Gesetz über die politischen Parteien (Parteiengesetz)

§ 31 Prüfer

Parteiengesetz in der Fassung der Bekanntmachung vom 31. Januar 1994 (BGBl. I S. 149), das zuletzt durch Artikel 2 des Gesetzes vom 18. Juli 2017 (BGBl.

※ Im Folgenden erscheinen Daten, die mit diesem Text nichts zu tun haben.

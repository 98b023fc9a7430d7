//! A minimal element tree on top of `quick-xml`.
//!
//! Linker descriptors are small, so they are read into an owned tree once and then walked
//! with plain iterators. Each element remembers the line it starts on for diagnostics.

use std::borrow::Cow;

use quick_xml::{
    events::{BytesStart, Event},
    Reader,
};

use crate::{Error, Result};

/// An XML element with its attributes, child elements and text.
#[derive(Debug, Clone, PartialEq, Eq, Default)]
pub struct XmlElement {
    /// Element name.
    pub name: String,
    /// Attributes in document order.
    pub attributes: Vec<(String, String)>,
    /// Child elements in document order.
    pub children: Vec<XmlElement>,
    /// Concatenated text content.
    pub text: String,
    /// 1-based line of the start tag.
    pub line: u32,
}

impl XmlElement {
    /// Returns the value of attribute `name`.
    #[must_use]
    pub fn attr(&self, name: &str) -> Option<&str> {
        self.attributes
            .iter()
            .find(|(key, _)| key == name)
            .map(|(_, value)| value.as_str())
    }

    /// Returns the value of attribute `name` when it is present and not blank.
    #[must_use]
    pub fn non_empty_attr(&self, name: &str) -> Option<&str> {
        self.attr(name).map(str::trim).filter(|v| !v.is_empty())
    }

    /// Iterates over child elements called `name`.
    pub fn children_named<'a>(&'a self, name: &'a str) -> impl Iterator<Item = &'a XmlElement> {
        self.children.iter().filter(move |child| child.name == name)
    }

    /// Parses `text` and returns the root element.
    ///
    /// # Errors
    ///
    /// Returns [`Error::Xml`] if the text is not well-formed or has no root element.
    pub fn parse(text: &str, source_name: &str) -> Result<XmlElement> {
        let mut reader = Reader::from_str(text);
        reader.config_mut().trim_text(true);

        let mut stack: Vec<XmlElement> = Vec::new();
        let mut root: Option<XmlElement> = None;

        loop {
            let event = reader.read_event().map_err(|e| {
                let line = line_of(text, reader.buffer_position() as usize);
                Error::xml(source_name, format!("line {line}: {e}"))
            })?;

            match event {
                Event::Start(start) => {
                    let line = tag_line(text, reader.buffer_position() as usize);
                    let element = open(&start, line, source_name)?;
                    stack.push(element);
                }
                Event::Empty(start) => {
                    let line = tag_line(text, reader.buffer_position() as usize);
                    let element = open(&start, line, source_name)?;
                    attach(&mut stack, &mut root, element, source_name)?;
                }
                Event::End(_) => {
                    let Some(element) = stack.pop() else {
                        return Err(Error::xml(source_name, "unbalanced end tag"));
                    };
                    attach(&mut stack, &mut root, element, source_name)?;
                }
                Event::Text(content) => {
                    let value = content.unescape().map_err(|e| Error::xml(source_name, e))?;
                    if let Some(current) = stack.last_mut() {
                        current.text.push_str(&value);
                    }
                }
                Event::CData(content) => {
                    if let Some(current) = stack.last_mut() {
                        current
                            .text
                            .push_str(&String::from_utf8_lossy(&content.into_inner()));
                    }
                }
                Event::Eof => break,
                _ => {}
            }
        }

        if !stack.is_empty() {
            return Err(Error::xml(source_name, "unexpected end of document"));
        }
        root.ok_or_else(|| Error::xml(source_name, "document has no root element"))
    }
}

fn line_of(text: &str, position: usize) -> u32 {
    let end = position.min(text.len());
    let newlines = text.as_bytes()[..end].iter().filter(|b| **b == b'\n').count();
    u32::try_from(newlines + 1).unwrap_or(u32::MAX)
}

/// Line of the tag ending at `end`. Attribute values cannot hold a raw `<`, so the last one
/// before `end` opens the tag.
fn tag_line(text: &str, end: usize) -> u32 {
    let end = end.min(text.len());
    let start = text.as_bytes()[..end]
        .iter()
        .rposition(|b| *b == b'<')
        .unwrap_or(0);
    line_of(text, start)
}

fn open(start: &BytesStart<'_>, line: u32, source_name: &str) -> Result<XmlElement> {
    let name = String::from_utf8_lossy(start.name().as_ref()).into_owned();
    let mut attributes = Vec::new();
    for attribute in start.attributes() {
        let attribute = attribute.map_err(|e| Error::xml(source_name, e))?;
        let key = String::from_utf8_lossy(attribute.key.as_ref()).into_owned();
        let value: Cow<'_, str> = attribute
            .unescape_value()
            .map_err(|e| Error::xml(source_name, e))?;
        attributes.push((key, value.into_owned()));
    }

    Ok(XmlElement {
        name,
        attributes,
        children: Vec::new(),
        text: String::new(),
        line,
    })
}

fn attach(
    stack: &mut [XmlElement],
    root: &mut Option<XmlElement>,
    element: XmlElement,
    source_name: &str,
) -> Result<()> {
    match stack.last_mut() {
        Some(parent) => parent.children.push(element),
        None if root.is_none() => *root = Some(element),
        None => return Err(Error::xml(source_name, "more than one root element")),
    }
    Ok(())
}

#[cfg(test)]
mod tests {
    use super::*;

    #[test]
    fn parse_tree() {
        let text = r#"<?xml version="1.0"?>
<linker>
  <assembly fullname="App">
    <type fullname="Ns.A" preserve="fields" />
    <type fullname="Ns.B"><method name="Run" /></type>
  </assembly>
  <!-- comment -->
  <note>a &amp; b</note>
</linker>"#;
        let root = XmlElement::parse(text, "test.xml").unwrap();
        assert_eq!(root.name, "linker");
        let assembly = root.children_named("assembly").next().unwrap();
        assert_eq!(assembly.attr("fullname"), Some("App"));
        assert_eq!(assembly.line, 3);
        assert_eq!(root.line, 2);

        let types: Vec<_> = assembly.children_named("type").collect();
        assert_eq!(types.len(), 2);
        assert_eq!(types[0].attr("preserve"), Some("fields"));
        assert_eq!(types[1].children[0].attr("name"), Some("Run"));
        assert_eq!(root.children_named("note").next().unwrap().text, "a & b");
    }

    #[test]
    fn lines_follow_leading_whitespace() {
        let text = "<linker>\n\n\n    <type fullname=\"A\"\n          preserve=\"all\" />\n\n  <type fullname=\"B\">\n  </type>\n</linker>";
        let root = XmlElement::parse(text, "lines.xml").unwrap();
        let lines: Vec<u32> = root.children.iter().map(|child| child.line).collect();
        assert_eq!(root.line, 1);
        assert_eq!(lines, vec![4, 7]);
    }

    #[test]
    fn reject_broken_documents() {
        assert!(matches!(
            XmlElement::parse("<linker><assembly></linker>", "bad.xml"),
            Err(Error::Xml { .. })
        ));
        assert!(XmlElement::parse("", "empty.xml").is_err());
        assert!(XmlElement::parse("<a/><b/>", "two.xml").is_err());
    }
}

I S. 2730) geändert worden ist

(1)
Ein Wirtschaftsprüfer oder vereidigter Buchprüfer darf nicht Prüfer sein, wenn er
1.
ein Amt oder eine Funktion in der Partei oder für die Partei ausübt, oder in den letzten drei Jahren ausgeübt hat;
2.
bei der Führung der Bücher oder der Aufstellung des zu prüfenden Rechenschaftsberichts über die Prüfungstätigkeit hinaus mitgewirkt hat;
3.
gesetzlicher Vertreter, Arbeitnehmer, Mitglied des Aufsichtsrats oder Gesellschafter einer juristischen oder natürlichen Person oder einer Personengesellschaft oder Inhaber eines Unternehmens ist, sofern die juristische oder natürliche Person, die Personengesellschaft oder einer ihrer Gesellschafter oder das Einzelunternehmen nach Nummer 2 nicht Prüfer der Partei sein darf;
4.
bei der Prüfung eine Person beschäftigt, die nach Nummer 1 bis 3 nicht Prüfer sein darf.
(2)
Eine Wirtschaftsprüfungsgesellschaft oder Buchprüfungsgesellschaft darf nicht Prüfer sein, wenn
1.
sie nach Absatz 1 Nr. 3 als Gesellschafter einer juristischen Person oder einer Personengesellschaft oder nach Absatz 1 Nr. 2 oder 4 nicht Prüfer sein darf;
2.
einer ihrer gesetzlichen Vertreter oder einer ihrer Gesellschafter nach Absatz 1 Nr. 2 oder 3 nicht Prüfer sein darf.
(3)
Die Prüfer, ihre Gehilfen und die bei der Prüfung mitwirkenden gesetzlichen Vertreter einer Prüfungsgesellschaft sind zu gewissenhafter und unparteiischer Wahrnehmung ihrer Aufgaben und zur Verschwiegenheit verpflichtet. § 323 des Handelsgesetzbuchs gilt entsprechend.